Part Six

  I

  For Doctor Alistair Burns, it started forty years ago. Newly qualified and out in the world for the first time, he stepped off the ferry and breathed his first lungful of Thaxos air for quite some time. It was fresh, crisp air, unlike the air to which he'd become accustomed on the mainland; the air on Thaxos filled him with a sense of vitality, of strength... and most of all, youth. He was a young man back then, and he felt that there were no limits to his life.

  “Doctor Burns, I presume?”

  Turning, he saw a little old man shuffling toward him, smiling patiently.

  “Doctor Paul Lassiter,” the old man continued, holding out a trembling, liver-spotted hand. “I thought I should come down and welcome my replacement personally.”

  “I'm glad to be here,” Doctor Burns replied, shaking the man's hand with calculate firmness, just as his father had once taught him. “It's been so long since I left to study on the mainland.”

  “You'll have to get used to the pace of life here again,” Doctor Lassiter told him, “but if you can manage that, you'll be quite happy. One can certainly never feel lonely when one has the privilege of looking out the window and seeing such a beautiful view. Sometimes it feels as if Thaxos is a whole world away from any other place. You don't get such a wonderful environment in Athens or Rome, do you?”

  As they made their way across the town square, Doctor Lassiter filled him in on a little local history. He explained that Thaxos was a quiet place, that on most days there would be no more than two or three patients, and that for the most part life moved slowly. He made brief mention of the dark mansion up on the hill, but he added that the place was long since abandoned and that there was no chance of the Le Compte family coming back to claim their ancestral home. The Le Comptes, he insisted, were lost to the island's history. Finally they reached the surgery, which the old man had recently vacated and which Doctor Burns had arrived to take over.

  “You'll rarely have to deal with anything too serious,” Doctor Lassiter explained. “Most people will just come to see you with a bunion or an ingrown toenail, although that won't stop them making a right old fuss in the process.”

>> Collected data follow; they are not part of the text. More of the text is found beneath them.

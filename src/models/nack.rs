// SPDX-License-Identifier: AGPL-3.0-or-later
// Copyright (C) 2012-2025 Andrei Maltsev

use std::{collections::BTreeMap, time::Duration};

use bytes::BytesMut;
use rand::RngExt;

use crate::models::{
    data::{ContentType, Data},
    interest::Interest,
    manifest::parse_key_value,
    name::Component,
    tlv::{DecodeError, read_element, typ, write_tlv},
};

const STATUS_CODE_KEY: &str = "Status-code";
const RETRY_AFTER_KEY: &str = "Retry-after";

/// Status carried by a negative acknowledgement.
#[derive(Clone, Copy, PartialEq, Eq, Debug, Default)]
pub enum NackStatus {
    #[default]
    None,
    ProducerDelay,
    DataNotAvailable,
    InterestNotVerified,
}

impl NackStatus {
    fn code(self) -> u32 {
        match self {
            NackStatus::None => 0,
            NackStatus::ProducerDelay => 1,
            NackStatus::DataNotAvailable => 2,
            NackStatus::InterestNotVerified => 3,
        }
    }

    fn from_code(code: u32) -> Self {
        match code {
            1 => NackStatus::ProducerDelay,
            2 => NackStatus::DataNotAvailable,
            3 => NackStatus::InterestNotVerified,
            // unknown codes degrade to None (transient)
            _ => NackStatus::None,
        }
    }
}

/// A producer-issued negative response, rendered as a Data packet with
/// `ContentType::Nack` whose content is a list of `key=value` TLVs.
#[derive(Clone, PartialEq, Eq, Debug)]
pub struct ApplicationNack {
    data: Data,
    key_values: BTreeMap<String, String>,
}

impl ApplicationNack {
    /// Builds a NACK answering `interest`. The name gets a `nack` component
    /// plus a random component so distinct NACKs never collide in caches.
    pub fn for_interest(interest: &Interest, status: NackStatus) -> Self {
        let mut value = BytesMut::with_capacity(8);
        crate::models::tlv::write_nonneg_integer(
            &mut value,
            rand::rng().random::<u64>(),
        );
        let name = interest
            .data_name()
            .appended(Component::generic(&b"nack"[..]))
            .appended(Component::generic(value.freeze()));

        let mut data = Data::new(name);
        data.content_type = ContentType::Nack;

        let mut nack = ApplicationNack {
            data,
            key_values: BTreeMap::new(),
        };
        nack.set_status(status);
        nack
    }

    /// Reads a received NACK back out of a Data packet.
    pub fn from_data(data: &Data) -> Result<Self, DecodeError> {
        if data.content_type != ContentType::Nack {
            return Err(DecodeError::Invalid("content type is not Nack"));
        }

        let mut key_values = BTreeMap::new();
        let mut content: &[u8] = &data.content;
        while !content.is_empty() {
            let (element_type, value) = read_element(&mut content)?;
            if element_type == typ::KEY_VALUE_PAIR
                && let Some((key, value)) = parse_key_value(value)
            {
                key_values.insert(key, value);
            }
        }

        Ok(ApplicationNack {
            data: data.clone(),
            key_values,
        })
    }

    pub fn status(&self) -> NackStatus {
        self.key_values
            .get(STATUS_CODE_KEY)
            .and_then(|value| value.parse::<u32>().ok())
            .map(NackStatus::from_code)
            .unwrap_or_default()
    }

    pub fn set_status(&mut self, status: NackStatus) {
        self.key_values
            .insert(STATUS_CODE_KEY.to_string(), status.code().to_string());
    }

    pub fn retry_after(&self) -> Duration {
        let millis = self
            .key_values
            .get(RETRY_AFTER_KEY)
            .and_then(|value| value.parse::<u64>().ok())
            .unwrap_or(0);
        Duration::from_millis(millis)
    }

    pub fn set_retry_after(&mut self, delay: Duration) {
        self.key_values.insert(
            RETRY_AFTER_KEY.to_string(),
            (delay.as_millis() as u64).to_string(),
        );
    }

    pub fn value_by_key(&self, key: &str) -> Option<&str> {
        self.key_values.get(key).map(String::as_str)
    }

    pub fn insert_key_value(&mut self, key: impl Into<String>, value: impl Into<String>) {
        self.key_values.insert(key.into(), value.into());
    }

    /// Renders the NACK as an unsigned Data packet. `freshness` MUST be
    /// shorter than the producer's regular data freshness; the producer
    /// context enforces `data_freshness / 10 + 1 ms`.
    pub fn into_data(self, freshness: Duration) -> Data {
        let mut content = BytesMut::new();
        for (key, value) in &self.key_values {
            let pair = format!("{key}={value}");
            write_tlv(&mut content, typ::KEY_VALUE_PAIR, pair.as_bytes());
        }

        let mut data = self.data;
        data.freshness = freshness;
        data.content = content.freeze();
        data
    }
}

  Doctor Burns smiled politely.

  “I suppose I shouldn't natter too much,” Doctor Lassiter added. “As of today, I'm officially retired. I shall simply have to find some other way to fill my time.”

  Again, Doctor Burns smiled, while inwardly thanking God that he himself was still a young man. He could scarcely even begin to imagine what it would be like to be old.

  Although he waited patiently as Doctor Lassiter fussed, Doctor Burns was keen for the old man to get going. To clear the decks, as it were. For half an hour, he listened to stories of the island's history, and he began to realize that for the old man, this was a difficult moment. Eventually, however, Doctor Lassiter seemed to realize that the time had come, so he offered one final piece of advice - “Do your best for these people, and they will do their best for you” - and then he bade farewell and carried his tattered old medical bag out the door. Doctor Burns went to the window and watched as the old man shuffled away along the dusty road, and for a moment he caught himself thanking the Lord that he himself was still young.

  Full of enthusiasm, he decided his first job should be to hang his new sign outside the front door. He'd spent so much money on that sign, a little luxury he shouldn't really have afforded, but he wanted to set off on the right foot and show the locals that he was a man they could trust. Grabbing a ladder, he went out the door and climbed up, removing Doctor Lassiter's old wooden sign and proudly hanging his own. Climbing back down the ladder, he took a step back and admired the sign as it glinted in the afternoon sun:

  Doctor Alistair Burns Phd

  Physician

  He knew it was foolish to be so proud of a simple sign, but still... He was the island's new doctor, its only doctor, and he felt a duty to these people. As he headed back inside to start setting up his surgery, he told himself that the sign would serve as a kind of beacon, encouraging people to come to him for help. The future, he was convinced, would be good, and he would never end up like Doctor Lassiter, being shuffled out of the way by a new man. Thaxos was just a stepping stone to something greater, something more important. He was going to change the world.

  As he headed back inside, he tossed Doctor Lassiter's faded old wooden sign into the trash.